Apart from that, it really depends on the individuals concerned and would therefore be irresponsible for me to give try and give further advice.
Gill: Do you work a lot with predatory aggression? If so, can you highlight your main aims to overcome the problem?
Kym: You may be surprised to read that, to me, when one considers predatory aggression the two words are actually a contradiction in terms! However, perhaps that’s me being pedantic as I understand predatory aggression is an often used classification to describe chase-related aggressive behaviour. And there’s your clue to how I would overcome the problem. Basically by controlling the chase orientation of the animal concerned. After all, the dog is a predatory animal, so better management is the key.
Gill: If your working with a rescue dog in kennels that suffers dog aggression – do you find the rehabilitation process is best started with you in this environment before rehoming, or rehome to an adopter and work with them both together with this problem?
Kym: I have the greatest of sympathy with anyone involved in rescue – time is always their enemy, but, definitely, where possible I would begin and hopefully take through to resolution, the rehabilitation process prior to adoption. In the ideal world, each rescue kennel would have a separate ‘rehab’ block, well away from public viewing. Although, as I have said before, we do not live in that ideal world, with a little organisation, most rescue kennel facilities could be adapted to provide this set-up. The work that Angela and myself have done with different rescue societies, has shown that the staff can contribute greatly to rehabilitating the aggressive dog within the kennel environment.
Gill: Do you have a favourite dog related video you watch? Of so, may we have the name please and your reason for liking it.
Kym: Well, I’m more of a book-worm myself!
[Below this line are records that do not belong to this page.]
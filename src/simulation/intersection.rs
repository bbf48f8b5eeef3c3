//! Intersection logic for the traffic simulation
//!
//! An intersection owns one light and one vehicle queue per street. Streets
//! never touch each other's queues, which is what lets the crossing step run
//! on several threads at once: each worker gets a disjoint slice of queues and
//! only the report sink is shared.

use std::thread;

use rand::Rng;

use super::config::{ConfigError, SimConfig};
use super::light::{SignalModel, TrafficLights};
use super::queue::VehicleQueue;
use super::report::{Event, ReportSink};
use super::types::{street_label, IntersectionId, StreetId};

/// How the crossing step is executed within one cycle
#[derive(Debug, Clone, Copy, PartialEq, Eq)]
pub enum CrossingMode {
    Serial,
    /// Streets are split into contiguous chunks, one per worker thread
    Parallel { workers: usize },
}

/// An intersection in the traffic simulation
#[derive(Debug, Clone)]
pub struct Intersection {
    pub id: IntersectionId,
    lights: TrafficLights,
    streets: Vec<VehicleQueue>,
    labels: Vec<String>,
    max_vehicles_per_cycle: usize,
}

impl Intersection {
    /// Build an intersection from an already validated config
    pub fn new<R: Rng>(id: IntersectionId, config: &SimConfig, rng: &mut R) -> Self {
        let lights = TrafficLights::initialize(config.signal_model, config.streets, rng);
        Self::assemble(id, lights, config.capacity, config.max_vehicles_per_cycle)
    }

    /// Build an intersection around explicitly chosen lights
    ///
    /// The street count is taken from `lights`.
    pub fn with_lights(
        id: IntersectionId,
        lights: TrafficLights,
        capacity: usize,
        max_vehicles_per_cycle: usize,
    ) -> Result<Self, ConfigError> {
        if lights.is_empty() {
            return Err(ConfigError::NoStreets);
        }
        if lights.model() == SignalModel::Binary && lights.len() < 2 {
            return Err(ConfigError::BinaryNeedsPairs);
        }
        if capacity == 0 {
            return Err(ConfigError::ZeroCapacity);
        }
        if max_vehicles_per_cycle == 0 {
            return Err(ConfigError::ZeroCrossingCap);
        }
        Ok(Self::assemble(id, lights, capacity, max_vehicles_per_cycle))
    }

    fn assemble(
        id: IntersectionId,
        lights: TrafficLights,
        capacity: usize,
        max_vehicles_per_cycle: usize,
    ) -> Self {
        let street_count = lights.len();
        let streets = (0..street_count)
            .map(|i| VehicleQueue::filled(StreetId(i), capacity))
            .collect();
        let labels = (0..street_count)
            .map(|i| street_label(StreetId(i), street_count))
            .collect();

        Self {
            id,
            lights,
            streets,
            labels,
            max_vehicles_per_cycle,
        }
    }

    pub fn street_count(&self) -> usize {
        self.streets.len()
    }

    pub fn lights(&self) -> &TrafficLights {
        &self.lights
    }

    pub fn queue(&self, street: StreetId) -> &VehicleQueue {
        &self.streets[street.0]
    }

    pub fn advance_lights(&mut self) {
        self.lights.advance();
    }

    /// How many vehicles each GREEN street may send through this cycle
    pub fn compute_eligible_crossings(&self) -> Vec<(StreetId, usize)> {
        self.streets
            .iter()
            .enumerate()
            .map(|(i, queue)| (StreetId(i), queue))
            .filter(|(street, _)| self.lights.is_green(*street))
            .map(|(street, queue)| (street, queue.len().min(self.max_vehicles_per_cycle)))
            .collect()
    }

    /// Move every eligible vehicle through the intersection
    ///
    /// One `Crossing` event is appended per vehicle, in dequeue order for its
    /// street. Returns the number of vehicles that crossed.
    pub fn apply_crossings(&mut self, sink: &ReportSink, mode: CrossingMode) -> usize {
        let mut allowed = vec![0; self.streets.len()];
        for (street, count) in self.compute_eligible_crossings() {
            allowed[street.0] = count;
        }

        let id = self.id;
        let labels = &self.labels;
        let streets = &mut self.streets;

        match mode {
            CrossingMode::Serial => streets
                .iter_mut()
                .zip(&allowed)
                .enumerate()
                .map(|(i, (queue, &n))| cross_street(id, StreetId(i), &labels[i], queue, n, sink))
                .sum::<usize>(),
            CrossingMode::Parallel { workers } => {
                let chunk = streets.len().div_ceil(workers.max(1)).max(1);
                thread::scope(|s| {
                    let handles: Vec<_> = streets
                        .chunks_mut(chunk)
                        .zip(allowed.chunks(chunk))
                        .enumerate()
                        .map(|(c, (queues, counts))| {
                            s.spawn(move || {
                                let mut crossed = 0;
                                for (offset, (queue, &n)) in queues.iter_mut().zip(counts).enumerate() {
                                    let i = c * chunk + offset;
                                    crossed += cross_street(id, StreetId(i), &labels[i], queue, n, sink);
                                }
                                crossed
                            })
                        })
                        .collect();

                    handles
                        .into_iter()
                        .map(|h| h.join().unwrap_or_else(|panic| std::panic::resume_unwind(panic)))
                        .sum::<usize>()
                })
            }
        }
    }

    pub fn has_remaining_vehicles(&self) -> bool {
        self.streets.iter().any(|q| !q.is_empty())
    }

    pub fn remaining_vehicles(&self) -> usize {
        self.streets.iter().map(VehicleQueue::len).sum()
    }

    /// Append one `Light` event per street
    pub fn snapshot_lights(&self, sink: &ReportSink) {
        sink.extend(self.lights.states().iter().enumerate().map(|(i, &state)| Event::Light {
            street: StreetId(i),
            label: self.labels[i].clone(),
            state,
        }));
    }

    /// Append one `Queue` event per street listing the vehicles still waiting
    pub fn snapshot_queues(&self, sink: &ReportSink) {
        sink.extend(self.streets.iter().enumerate().map(|(i, queue)| Event::Queue {
            street: StreetId(i),
            label: self.labels[i].clone(),
            vehicles: queue.iter().copied().collect(),
        }));
    }

    /// Light states followed by queue contents; reads only
    pub fn snapshot_to_sink(&self, sink: &ReportSink) {
        self.snapshot_lights(sink);
        self.snapshot_queues(sink);
    }
}

fn cross_street(
    intersection: IntersectionId,
    street: StreetId,
    label: &str,
    queue: &mut VehicleQueue,
    n: usize,
    sink: &ReportSink,
) -> usize {
    let crossed = queue.remove_front(n);
    for &vehicle in &crossed {
        sink.append(Event::Crossing {
            intersection,
            street,
            label: label.to_string(),
            vehicle,
        });
    }
    crossed.len()
}
//! Per-cycle event log
//!
//! `ReportSink` is the one piece of state that concurrent street workers
//! share. Every append takes the lock for a single push, so records never
//! interleave; the cycle's text block is only rendered once all writers are
//! done.

use std::sync::{Mutex, PoisonError};

use super::light::LightState;
use super::types::{IntersectionId, StreetId, VehicleId};

/// One record written during a cycle
#[derive(Debug, Clone, PartialEq, Eq)]
pub enum Event {
    CycleHeader {
        intersection: IntersectionId,
        cycle: u64,
    },
    Light {
        street: StreetId,
        label: String,
        state: LightState,
    },
    Crossing {
        intersection: IntersectionId,
        street: StreetId,
        label: String,
        vehicle: VehicleId,
    },
    Queue {
        street: StreetId,
        label: String,
        vehicles: Vec<VehicleId>,
    },
}

impl Event {
    /// Block section the event belongs to, in output order
    fn section(&self) -> u8 {
        match self {
            Event::CycleHeader { .. } => 0,
            Event::Light { .. } => 1,
            Event::Crossing { .. } => 2,
            Event::Queue { .. } => 3,
        }
    }

    fn street(&self) -> Option<StreetId> {
        match self {
            Event::CycleHeader { .. } => None,
            Event::Light { street, .. } | Event::Crossing { street, .. } | Event::Queue { street, .. } => {
                Some(*street)
            }
        }
    }
}

/// How events are ordered when a cycle's block is rendered
#[derive(Debug, Clone, Copy, PartialEq, Eq, Default)]
pub enum EventOrdering {
    /// Whatever order the writers acquired the lock in
    Arrival,
    /// Grouped by section, then by street index; each street keeps its own
    /// append order
    #[default]
    ByStreet,
}

/// Append-only log for one intersection's current cycle
#[derive(Debug, Default)]
pub struct ReportSink {
    events: Mutex<Vec<Event>>,
}

impl ReportSink {
    pub fn new() -> Self {
        Self::default()
    }

    pub fn append(&self, event: Event) {
        self.events
            .lock()
            .unwrap_or_else(PoisonError::into_inner)
            .push(event);
    }

    /// Append a batch under a single lock acquisition
    pub fn extend(&self, events: impl IntoIterator<Item = Event>) {
        self.events
            .lock()
            .unwrap_or_else(PoisonError::into_inner)
            .extend(events);
    }

    /// Buffered event count; needs exclusive access, like `drain`
    pub fn len(&mut self) -> usize {
        self.events.get_mut().unwrap_or_else(PoisonError::into_inner).len()
    }

    pub fn is_empty(&mut self) -> bool {
        self.len() == 0
    }

    /// Remove and return every buffered event
    ///
    /// Takes `&mut self`: reading is only possible once no worker holds a
    /// reference to the sink.
    pub fn drain(&mut self, ordering: EventOrdering) -> Vec<Event> {
        let events = self.events.get_mut().unwrap_or_else(PoisonError::into_inner);
        let mut drained = std::mem::take(events);
        if ordering == EventOrdering::ByStreet {
            drained.sort_by_key(|event| (event.section(), event.street()));
        }
        drained
    }

    /// Render the cycle's events as one text block and clear the sink
    pub fn take_block(&mut self, ordering: EventOrdering) -> String {
        render_block(&self.drain(ordering))
    }
}

/// Format events as the text block handed to the output for one cycle
pub fn render_block(events: &[Event]) -> String {
    let mut out = String::new();
    let mut section = None;

    for event in events {
        if section != Some(event.section()) {
            section = Some(event.section());
            match event {
                Event::Light { .. } => out.push_str("Lights:\n"),
                Event::Crossing { .. } => out.push_str("Crossings:\n"),
                Event::Queue { .. } => out.push_str("Queues:\n"),
                Event::CycleHeader { .. } => {}
            }
        }

        let line = match event {
            Event::CycleHeader { intersection, cycle } => {
                format!("=== Intersection {intersection} - Cycle {cycle} ===\n")
            }
            Event::Light { label, state, .. } => format!("  {label}: {state}\n"),
            Event::Crossing {
                intersection,
                label,
                vehicle,
                ..
            } => format!("  [Intersection {intersection}] vehicle {vehicle} crossed from {label}\n"),
            Event::Queue { label, vehicles, .. } => {
                let mut line = format!("  {label} ({}):", vehicles.len());
                for vehicle in vehicles {
                    line.push_str(&format!(" {vehicle}"));
                }
                line.push('\n');
                line
            }
        };
        out.push_str(&line);
    }

    out
}

#[cfg(test)]
mod tests {
    use super::*;

    fn crossing(street: usize, seq: usize) -> Event {
        Event::Crossing {
            intersection: IntersectionId(0),
            street: StreetId(street),
            label: format!("Street {}", street + 1),
            vehicle: VehicleId::new(StreetId(street), seq),
        }
    }

    #[test]
    fn test_by_street_ordering_keeps_per_street_fifo() {
        let mut sink = ReportSink::new();
        sink.append(crossing(1, 0));
        sink.append(crossing(0, 0));
        sink.append(crossing(1, 1));
        sink.append(crossing(0, 1));

        let events = sink.drain(EventOrdering::ByStreet);
        assert_eq!(
            events,
            vec![crossing(0, 0), crossing(0, 1), crossing(1, 0), crossing(1, 1)]
        );
        assert!(sink.is_empty());
    }

    #[test]
    fn test_arrival_ordering_is_untouched() {
        let mut sink = ReportSink::new();
        sink.append(crossing(1, 0));
        sink.append(crossing(0, 0));
        assert_eq!(sink.drain(EventOrdering::Arrival), vec![crossing(1, 0), crossing(0, 0)]);
    }

    #[test]
    fn test_render_block_layout() {
        let events = vec![
            Event::CycleHeader {
                intersection: IntersectionId(2),
                cycle: 7,
            },
            Event::Light {
                street: StreetId(0),
                label: "North".to_string(),
                state: LightState::Green,
            },
            Event::Crossing {
                intersection: IntersectionId(2),
                street: StreetId(0),
                label: "North".to_string(),
                vehicle: VehicleId::new(StreetId(0), 4),
            },
            Event::Queue {
                street: StreetId(0),
                label: "North".to_string(),
                vehicles: vec![VehicleId::new(StreetId(0), 5)],
            },
        ];

        assert_eq!(
            render_block(&events),
            "=== Intersection 2 - Cycle 7 ===\n\
             Lights:\n  North: GREEN\n\
             Crossings:\n  [Intersection 2] vehicle 0:4 crossed from North\n\
             Queues:\n  North (1): 0:5\n"
        );
    }
}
Although saying that, video does have the benefit of allowing owners to actually see the different techniques being advised, and so the ambiguity of language is lessened considerably. That is one of the main reasons the ART workshops features a lot of video footage. I believe John Fisher had a video, called ‘Training your Dog’ that, I think, complimented his book ‘Dogwise’. I have a lot of respect for John’s work and as an overview of kind effective methods, any of his work, I would heartedly recommend it.
Many thanks to Kym Lawrence for taking part in the interview.